Tuesday, June 19, 2018

Thaler on the Evolution of Behavioral Economics

Richard Thaler won the Nobel Prize in economics in 2017  "for his contributions to behavioural economics.  He tells the story of how the field evolved from early musings through small-scale tests and more comprehensive theories and all the way to public policy in his Nobel prize lecture, "From Cashews to Nudges: The Evolution of Behavioral Economics." It is ungated and freely available in the June 2018 issue of the American Economic Review (108:6, pp. 1265–1287).  Video of the lecture being delivered is here. 
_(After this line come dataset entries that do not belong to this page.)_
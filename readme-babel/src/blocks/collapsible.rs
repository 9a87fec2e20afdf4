//! Collapsible sections (`<details><summary>`)

use crate::serializer::escape::escape_html;

/// A `<details>` block: the summary line, whether it starts expanded, and a Markdown body.
#[derive(Debug, Clone, PartialEq, Eq, Default)]
pub struct Collapsible {
    pub summary: String,
    pub open: bool,
    pub body: String,
}

impl Collapsible {
    pub fn new(summary: impl Into<String>, body: impl Into<String>) -> Self {
        Self {
            summary: summary.into(),
            open: false,
            body: body.into(),
        }
    }

    pub fn opened(mut self, open: bool) -> Self {
        self.open = open;
        self
    }

    /// Markdown form. The summary is HTML-escaped because it lives inside a raw HTML block;
    /// the body is separated by blank lines so it is parsed as Markdown again.
    pub fn to_markdown(&self) -> String {
        let open = if self.open { " open" } else { "" };
        let summary = escape_html(self.summary.trim());
        let body = self.body.trim();
        if body.is_empty() {
            format!("<details{open}><summary>{summary}</summary>\n\n</details>")
        } else {
            format!("<details{open}><summary>{summary}</summary>\n\n{body}\n\n</details>")
        }
    }
}

#[cfg(test)]
mod tests {
    use super::*;

    #[test]
    fn test_to_markdown() {
        let block = Collapsible::new("Details", "Hidden *text*");
        assert_eq!(
            block.to_markdown(),
            "<details><summary>Details</summary>\n\nHidden *text*\n\n</details>"
        );
    }

    #[test]
    fn test_open_and_escaped_summary() {
        let block = Collapsible::new("a < b & c", "").opened(true);
        assert_eq!(
            block.to_markdown(),
            "<details open><summary>a &lt; b &amp; c</summary>\n\n</details>"
        );
    }
}
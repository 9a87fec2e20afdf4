use proptest::prelude::*;
use readme_babel::Pipeline;

const BLOCKS: &[&str] = &[
    "# Title",
    "## Usage",
    "Plain paragraph text.",
    "Some **bold** and *italic* and ~~gone~~.",
    "A [link](https://example.com) inline.",
    "![alt](image.png)",
    "- [x] done\n- [ ] todo",
    "- one\n- two",
    "1. first\n2. second",
    "> a quote",
    "> [!NOTE]\n> Heads up",
    "```rust\nfn main() {}\n```",
    "| A | B |\n| --- | --- |\n| 1 | 2 |",
    "---",
    "![a](https://img.shields.io/badge/a-b-blue) ![c](https://img.shields.io/badge/c-d-red)",
    "Costs 5 * 3 [sic]",
    "- parent\n  - [x] child\n  - [ ] other",
    "- [ ] parent\n  - plain child",
    "1. first\n   - nested\n2. second",
    "| Name | Value |\n| :--- | ---: |\n| a | 1 |\n| b | 2 |",
    "```html\n<div align=\"center\">\n  <img src=\"logo.png\">\n</div>\n```",
    "Wrap it in `<p align=\"center\">` to center.",
];

fn readme_strategy() -> impl Strategy<Value = String> {
    prop::collection::vec(prop::sample::select(BLOCKS), 1..7).prop_map(|blocks| blocks.join("\n\n"))
}

proptest! {
    #![proptest_config(ProptestConfig::with_cases(64))]

    #[test]
    fn prop_round_trip_is_stable(markdown in readme_strategy()) {
        let pipeline = Pipeline::default();
        let once = pipeline.normalize(&markdown);
        let twice = pipeline.normalize(&once);
        prop_assert_eq!(twice, once);
    }
}
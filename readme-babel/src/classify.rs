//! Content-type classification
//!
//! Decides whether incoming text should be treated as HTML or as Markdown. A single pattern
//! ("an opening tag `<letter …>` anywhere") is enough for the editor's inputs; Markdown with
//! one inline HTML tag is classified as HTML and that is accepted.

use once_cell::sync::Lazy;
use regex::Regex;
use serde::Serialize;
use std::fmt;

static OPENING_TAG: Lazy<Regex> =
    Lazy::new(|| Regex::new(r"(?i)<[a-z][\s\S]*>").expect("valid opening-tag pattern"));

/// What kind of markup a string carries.
#[derive(Debug, Clone, Copy, PartialEq, Eq, Hash, Serialize)]
#[serde(rename_all = "lowercase")]
pub enum ContentKind {
    Html,
    Markdown,
}

impl ContentKind {
    pub fn as_str(&self) -> &'static str {
        match self {
            ContentKind::Html => "html",
            ContentKind::Markdown => "markdown",
        }
    }
}

impl fmt::Display for ContentKind {
    fn fmt(&self, f: &mut fmt::Formatter<'_>) -> fmt::Result {
        f.write_str(self.as_str())
    }
}

/// Classify `input`. Total; the empty string is Markdown.
pub fn classify(input: &str) -> ContentKind {
    if OPENING_TAG.is_match(input) {
        ContentKind::Html
    } else {
        ContentKind::Markdown
    }
}

#[cfg(test)]
mod tests {
    use super::*;

    #[test]
    fn test_markdown() {
        assert_eq!(classify("# Title\n\nSome *text*"), ContentKind::Markdown);
        assert_eq!(classify(""), ContentKind::Markdown);
        assert_eq!(classify("a < b and c > d"), ContentKind::Markdown);
        assert_eq!(classify("<3 you >"), ContentKind::Markdown);
    }

    #[test]
    fn test_html() {
        assert_eq!(classify("<p>Hello</p>"), ContentKind::Html);
        assert_eq!(classify("<DIV ALIGN=center>x</DIV>"), ContentKind::Html);
        assert_eq!(classify("text\n<br\n/>"), ContentKind::Html);
    }

    #[test]
    fn test_markdown_with_inline_tag_is_html() {
        assert_eq!(classify("Press <kbd>Ctrl</kbd> to copy"), ContentKind::Html);
    }

    #[test]
    fn test_display() {
        assert_eq!(ContentKind::Html.to_string(), "html");
        assert_eq!(ContentKind::Markdown.as_str(), "markdown");
    }
}
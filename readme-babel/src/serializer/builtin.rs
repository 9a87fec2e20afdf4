//! Built-in conversion rules for GitHub READMEs
//!
//! Registered in preference order by [`rules`]. The task-item rule comes first so it wins
//! over the generic list-item conversion.

use super::escape::{escape_link_destination, link_title};
use super::generic::{block, emphasis, fenced_code, list_item_indented, list_marker};
use super::rules::{ConversionRule, NodeContext, RuleSet};
use super::MarkdownSerializer;
use crate::blocks::{Alert, AlertKind, Collapsible, Diagram};
use crate::dom::Element;
use once_cell::sync::Lazy;
use regex::Regex;

static LANGUAGE_CLASS: Lazy<Regex> =
    Lazy::new(|| Regex::new(r"language-([\w#+-]+)").expect("valid language class pattern"));

/// Inline tags kept as raw HTML because Markdown has no syntax for them.
const INLINE_HTML_TAGS: &[&str] = &["u", "kbd", "sup", "sub"];

/// The built-in rules, in preference order.
pub fn rules() -> RuleSet {
    RuleSet::empty()
        .with_rule(TaskItem)
        .with_rule(Strikethrough)
        .with_rule(InlineHtml)
        .with_rule(HardBreak)
        .with_rule(FencedCode)
        .with_rule(Image)
        .with_rule(AlertBlock)
        .with_rule(Details)
        .with_rule(Summary)
        .with_rule(MermaidBlock)
        .with_rule(Centered)
        .with_rule(Table)
}

/// `li` with a checkbox (or an editor task item): `- [ ] text` / `- [x] text`.
pub struct TaskItem;

impl TaskItem {
    fn is_checkbox(el: &Element) -> bool {
        el.is("input")
            && el
                .attr("type")
                .is_some_and(|t| t.eq_ignore_ascii_case("checkbox"))
    }

    /// The item's own leading checkbox: its first child element, or the first child element
    /// of a leading `<p>` / `<label>`. Checkboxes of nested lists never count.
    fn checkbox(el: &Element) -> Option<&Element> {
        let first = el.child_elements().next()?;
        if Self::is_checkbox(first) {
            return Some(first);
        }
        if first.is_any(&["p", "label"]) {
            return first.child_elements().next().filter(|e| Self::is_checkbox(e));
        }
        None
    }

    fn is_checked(el: &Element) -> bool {
        match Self::checkbox(el).and_then(|input| input.attr("checked")) {
            Some(value) => !value.eq_ignore_ascii_case("false"),
            None => el.attr("data-checked") == Some("true"),
        }
    }
}

impl ConversionRule for TaskItem {
    fn name(&self) -> &'static str {
        "task-item"
    }

    fn matches(&self, ctx: &NodeContext<'_>) -> bool {
        let el = ctx.element;
        el.is("li")
            && (el.attr("data-type") == Some("taskItem") || Self::checkbox(el).is_some())
    }

    fn replacement(
        &self,
        content: &str,
        ctx: &NodeContext<'_>,
        serializer: &MarkdownSerializer,
    ) -> String {
        let check = if Self::is_checked(ctx.element) { "x" } else { " " };
        let bullet = list_marker(ctx, serializer);
        let marker = format!("{bullet}[{check}] ");
        list_item_indented(&marker, bullet.chars().count(), content, ctx)
    }
}

/// `<del>`, `<s>`, `<strike>`: `~~text~~`.
pub struct Strikethrough;

impl ConversionRule for Strikethrough {
    fn name(&self) -> &'static str {
        "strikethrough"
    }

    fn matches(&self, ctx: &NodeContext<'_>) -> bool {
        ctx.element.is_any(&["del", "s", "strike"])
    }

    fn replacement(&self, content: &str, _: &NodeContext<'_>, _: &MarkdownSerializer) -> String {
        emphasis(content, "~~")
    }
}

/// `<u>` and friends stay as inline HTML.
pub struct InlineHtml;

impl ConversionRule for InlineHtml {
    fn name(&self) -> &'static str {
        "inline-html"
    }

    fn matches(&self, ctx: &NodeContext<'_>) -> bool {
        ctx.element.is_any(INLINE_HTML_TAGS)
    }

    fn replacement(&self, content: &str, ctx: &NodeContext<'_>, _: &MarkdownSerializer) -> String {
        if content.is_empty() {
            return String::new();
        }
        let tag = &ctx.element.tag;
        format!("<{tag}>{content}</{tag}>")
    }
}

/// `<br>`: two trailing spaces and a newline.
pub struct HardBreak;

impl ConversionRule for HardBreak {
    fn name(&self) -> &'static str {
        "hard-break"
    }

    fn matches(&self, ctx: &NodeContext<'_>) -> bool {
        ctx.element.is("br")
    }

    fn replacement(&self, _: &str, _: &NodeContext<'_>, _: &MarkdownSerializer) -> String {
        "  \n".to_string()
    }
}

/// `<pre>` with a `<code>` child (or a highlight.js block): fenced code with language.
pub struct FencedCode;

impl FencedCode {
    fn code(el: &Element) -> Option<&Element> {
        el.child_elements().find(|child| child.is("code"))
    }

    /// `data-language` on the code element, then on the `pre`, then a `language-xxx` class.
    fn language(pre: &Element) -> Option<String> {
        let code = Self::code(pre);
        code.and_then(|c| c.attr("data-language"))
            .or_else(|| pre.attr("data-language"))
            .filter(|lang| !lang.trim().is_empty())
            .map(|lang| lang.trim().to_string())
            .or_else(|| {
                let class = code?.attr("class")?;
                LANGUAGE_CLASS
                    .captures(class)
                    .and_then(|caps| caps.get(1))
                    .map(|m| m.as_str().to_string())
            })
    }
}

impl ConversionRule for FencedCode {
    fn name(&self) -> &'static str {
        "fenced-code"
    }

    fn matches(&self, ctx: &NodeContext<'_>) -> bool {
        let el = ctx.element;
        el.is("pre") && (Self::code(el).is_some() || el.has_class("hljs"))
    }

    fn replacement(
        &self,
        _: &str,
        ctx: &NodeContext<'_>,
        serializer: &MarkdownSerializer,
    ) -> String {
        let pre = ctx.element;
        let source = Self::code(pre).unwrap_or(pre);
        let language = Self::language(pre);
        fenced_code(
            source,
            language.as_deref(),
            serializer.options().fence_char,
        )
    }
}

/// `<img>`: `![alt](src "title")`.
pub struct Image;

impl ConversionRule for Image {
    fn name(&self) -> &'static str {
        "image"
    }

    fn matches(&self, ctx: &NodeContext<'_>) -> bool {
        ctx.element.is("img")
    }

    fn replacement(&self, _: &str, ctx: &NodeContext<'_>, _: &MarkdownSerializer) -> String {
        let el = ctx.element;
        let src = el.attr("src").map(str::trim).unwrap_or("");
        let alt = el
            .attr("alt")
            .unwrap_or("")
            .replace(['\r', '\n'], " ")
            .replace('[', "\\[")
            .replace(']', "\\]");
        if src.is_empty() {
            return format!("![{alt}]()");
        }
        format!(
            "![{alt}]({}{})",
            escape_link_destination(src),
            link_title(el.attr("title"))
        )
    }
}

/// Alert blockquotes (tagged by the renderer, or still carrying their marker) and editor
/// alert containers: `> [!TYPE]` followed by the quoted body.
pub struct AlertBlock;

impl AlertBlock {
    fn kind(el: &Element) -> Option<AlertKind> {
        let tagged = el.has_class("github-alert") || el.is("blockquote");
        if !tagged {
            return None;
        }
        if let Some(kind) = el.attr("data-type").and_then(|t| t.parse().ok()) {
            return Some(kind);
        }
        if let Some(kind) = el
            .classes()
            .filter_map(|class| class.strip_prefix("github-alert-"))
            .find_map(|kind| kind.parse().ok())
        {
            return Some(kind);
        }
        if el.is("blockquote") {
            return AlertKind::detect(&el.text_content());
        }
        None
    }
}

impl ConversionRule for AlertBlock {
    fn name(&self) -> &'static str {
        "alert"
    }

    fn matches(&self, ctx: &NodeContext<'_>) -> bool {
        ctx.element.is_any(&["blockquote", "div"]) && Self::kind(ctx.element).is_some()
    }

    fn replacement(&self, content: &str, ctx: &NodeContext<'_>, _: &MarkdownSerializer) -> String {
        let Some(kind) = Self::kind(ctx.element) else {
            return block(content);
        };
        let body = AlertKind::strip_marker(content.trim_matches('\n'));
        block(&Alert::new(kind, body).to_markdown())
    }
}

/// `<details>`: the collapsible idiom, body converted as Markdown.
pub struct Details;

impl ConversionRule for Details {
    fn name(&self) -> &'static str {
        "details"
    }

    fn matches(&self, ctx: &NodeContext<'_>) -> bool {
        ctx.element.is("details")
    }

    fn replacement(&self, content: &str, ctx: &NodeContext<'_>, _: &MarkdownSerializer) -> String {
        let el = ctx.element;
        let summary = el
            .child_elements()
            .find(|child| child.is("summary"))
            .map(|summary| summary.text_content())
            .unwrap_or_default();
        let summary = summary.split_whitespace().collect::<Vec<_>>().join(" ");
        let collapsible = Collapsible::new(summary, content.trim()).opened(el.has_attr("open"));
        block(&collapsible.to_markdown())
    }
}

/// `<summary>` inside `<details>` is emitted by the details rule.
pub struct Summary;

impl ConversionRule for Summary {
    fn name(&self) -> &'static str {
        "summary"
    }

    fn matches(&self, ctx: &NodeContext<'_>) -> bool {
        ctx.element.is("summary") && ctx.parent_is("details")
    }

    fn replacement(&self, _: &str, _: &NodeContext<'_>, _: &MarkdownSerializer) -> String {
        String::new()
    }
}

/// Editor diagram nodes (`data-type="mermaid"` with the source in `data-code`).
pub struct MermaidBlock;

impl ConversionRule for MermaidBlock {
    fn name(&self) -> &'static str {
        "mermaid"
    }

    fn matches(&self, ctx: &NodeContext<'_>) -> bool {
        let el = ctx.element;
        el.attr("data-type") == Some("mermaid") && el.has_attr("data-code")
    }

    fn replacement(&self, _: &str, ctx: &NodeContext<'_>, _: &MarkdownSerializer) -> String {
        let code = ctx.element.attr("data-code").unwrap_or("");
        block(&Diagram::new(code).to_markdown())
    }
}

/// Centered `<div>` / `<p>` (`align="center"` or `text-align: center`).
pub struct Centered;

impl Centered {
    fn is_centered(el: &Element) -> bool {
        el.attr("align")
            .is_some_and(|align| align.trim().eq_ignore_ascii_case("center"))
            || el
                .style("text-align")
                .is_some_and(|align| align.eq_ignore_ascii_case("center"))
    }
}

impl ConversionRule for Centered {
    fn name(&self) -> &'static str {
        "centered"
    }

    fn matches(&self, ctx: &NodeContext<'_>) -> bool {
        ctx.element.is_any(&["div", "p"]) && Self::is_centered(ctx.element)
    }

    fn replacement(&self, content: &str, _: &NodeContext<'_>, _: &MarkdownSerializer) -> String {
        let content = content.trim();
        if content.is_empty() {
            return String::new();
        }
        format!("\n\n<div align=\"center\">\n\n{content}\n\n</div>\n\n")
    }
}

/// GFM pipe tables. The first row is the header; alignment comes from `align` or
/// `text-align` on its cells.
pub struct Table;

#[derive(Debug, Clone, Copy, PartialEq, Eq)]
enum Alignment {
    None,
    Left,
    Center,
    Right,
}

impl Alignment {
    fn of(cell: &Element) -> Self {
        let value = cell
            .attr("align")
            .map(str::to_string)
            .or_else(|| cell.style("text-align"))
            .unwrap_or_default();
        match value.trim().to_ascii_lowercase().as_str() {
            "left" => Alignment::Left,
            "center" => Alignment::Center,
            "right" => Alignment::Right,
            _ => Alignment::None,
        }
    }

    fn border(&self) -> &'static str {
        match self {
            Alignment::None => "---",
            Alignment::Left => ":---",
            Alignment::Center => ":---:",
            Alignment::Right => "---:",
        }
    }
}

impl Table {
    fn rows(table: &Element) -> Vec<&Element> {
        let mut rows = Vec::new();
        for child in table.child_elements() {
            if child.is("tr") {
                rows.push(child);
            } else if child.is_any(&["thead", "tbody", "tfoot"]) {
                rows.extend(child.child_elements().filter(|row| row.is("tr")));
            }
        }
        rows
    }

    fn cells(row: &Element) -> Vec<&Element> {
        row.child_elements()
            .filter(|cell| cell.is_any(&["th", "td"]))
            .collect()
    }

    fn cell_text(cell: &Element, serializer: &MarkdownSerializer) -> String {
        serializer
            .convert_children(cell)
            .trim()
            .replace("  \n", " ")
            .replace('\n', " ")
            .replace('|', "\\|")
    }

    /// The pipe table for `table`'s rows; the first row is the header.
    fn grid(table: &Element, serializer: &MarkdownSerializer) -> Option<String> {
        let rows = Self::rows(table);
        let header = rows.first()?;
        let width = rows
            .iter()
            .map(|row| Self::cells(row).len())
            .max()
            .unwrap_or(0);
        if width == 0 {
            return None;
        }

        let header_cells = Self::cells(header);
        let borders: Vec<String> = (0..width)
            .map(|i| {
                header_cells
                    .get(i)
                    .map(|cell| Alignment::of(cell))
                    .unwrap_or(Alignment::None)
                    .border()
                    .to_string()
            })
            .collect();

        let mut lines = Vec::with_capacity(rows.len() + 1);
        for (i, row) in rows.iter().enumerate() {
            let texts: Vec<String> = Self::cells(row)
                .iter()
                .map(|cell| Self::cell_text(cell, serializer))
                .collect();
            lines.push(Self::format_row(&texts, width));
            if i == 0 {
                lines.push(Self::format_row(&borders, width));
            }
        }
        Some(lines.join("\n"))
    }

    fn format_row(cells: &[String], width: usize) -> String {
        let mut line = String::from("|");
        for i in 0..width {
            let cell = cells.get(i).map(String::as_str).unwrap_or("");
            line.push(' ');
            line.push_str(cell);
            line.push_str(" |");
        }
        line
    }
}

impl ConversionRule for Table {
    fn name(&self) -> &'static str {
        "table"
    }

    fn matches(&self, ctx: &NodeContext<'_>) -> bool {
        ctx.element.is("table")
    }

    fn replacement(
        &self,
        _: &str,
        ctx: &NodeContext<'_>,
        serializer: &MarkdownSerializer,
    ) -> String {
        let caption = ctx
            .element
            .child_elements()
            .find(|child| child.is("caption"))
            .map(|caption| serializer.convert_children(caption).trim().to_string())
            .filter(|text| !text.is_empty());
        let table = Self::grid(ctx.element, serializer);
        match (caption, table) {
            (Some(caption), Some(table)) => format!("\n\n{caption}\n\n{table}\n\n"),
            (Some(caption), None) => format!("\n\n{caption}\n\n"),
            (None, Some(table)) => format!("\n\n{table}\n\n"),
            (None, None) => String::new(),
        }
    }
}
I certainly won't try to recap the readable and accessible lecture here. (One of Thaler's many virtues is that he wears his learning lightly.) But here are three stories that Thaler collected near the start of his career, when mulling over these subjects. Thaler writes:

  • At a dinner party for fellow economics graduate students I put out a large bowl of cashew nuts to accompany drinks while waiting for dinner to finish cooking. In a short period of time, we devoured half the bowl of nuts. Seeing that our appetites (and waistlines) were in danger I removed the bowl and left it in the kitchen pantry. When I returned everyone thanked me. But, as economists are prone to do, we soon launched into analysis: how is it that we were all happy now that the nuts were gone? A basic axiom of economic theory is that more choices are always preferred to fewer—because you can always turn down the  extra option.
  • The chair of the University of Rochester economics department (and one of my advisors), Richard Rosett was a wine lover who had begun buying and collecting wine in the 1950s. For as little as $5, he had purchased some choice bottle that he could now sell to a local retailer for $100. Rosett had a rule against paying more than $30 for a bottle of wine, but he did not sell any of his old bottles. Instead he would drink them on special occasions. In summary, he would enjoy his old bottles worth $100 each, but he would neither buy nor sell at that price. Therefore his utility of one of those old bottles was both higher and lower than $100. Impossible.
  • My friend Jeffrey and I were given two tickets to a professional basketball game in Buffalo, normally a 75-minute drive from Rochester. On the day of the game there was a snowstorm and we sensibly decided to skip the game. But Jeffrey, who is not an economist, remarked, “If we had paid full price for those tickets we would have gone!” As an observation about human behavior he was right, but according to economic theory sunk costs do not matter. Why is going to the game more attractive if we have higher sunk costs? 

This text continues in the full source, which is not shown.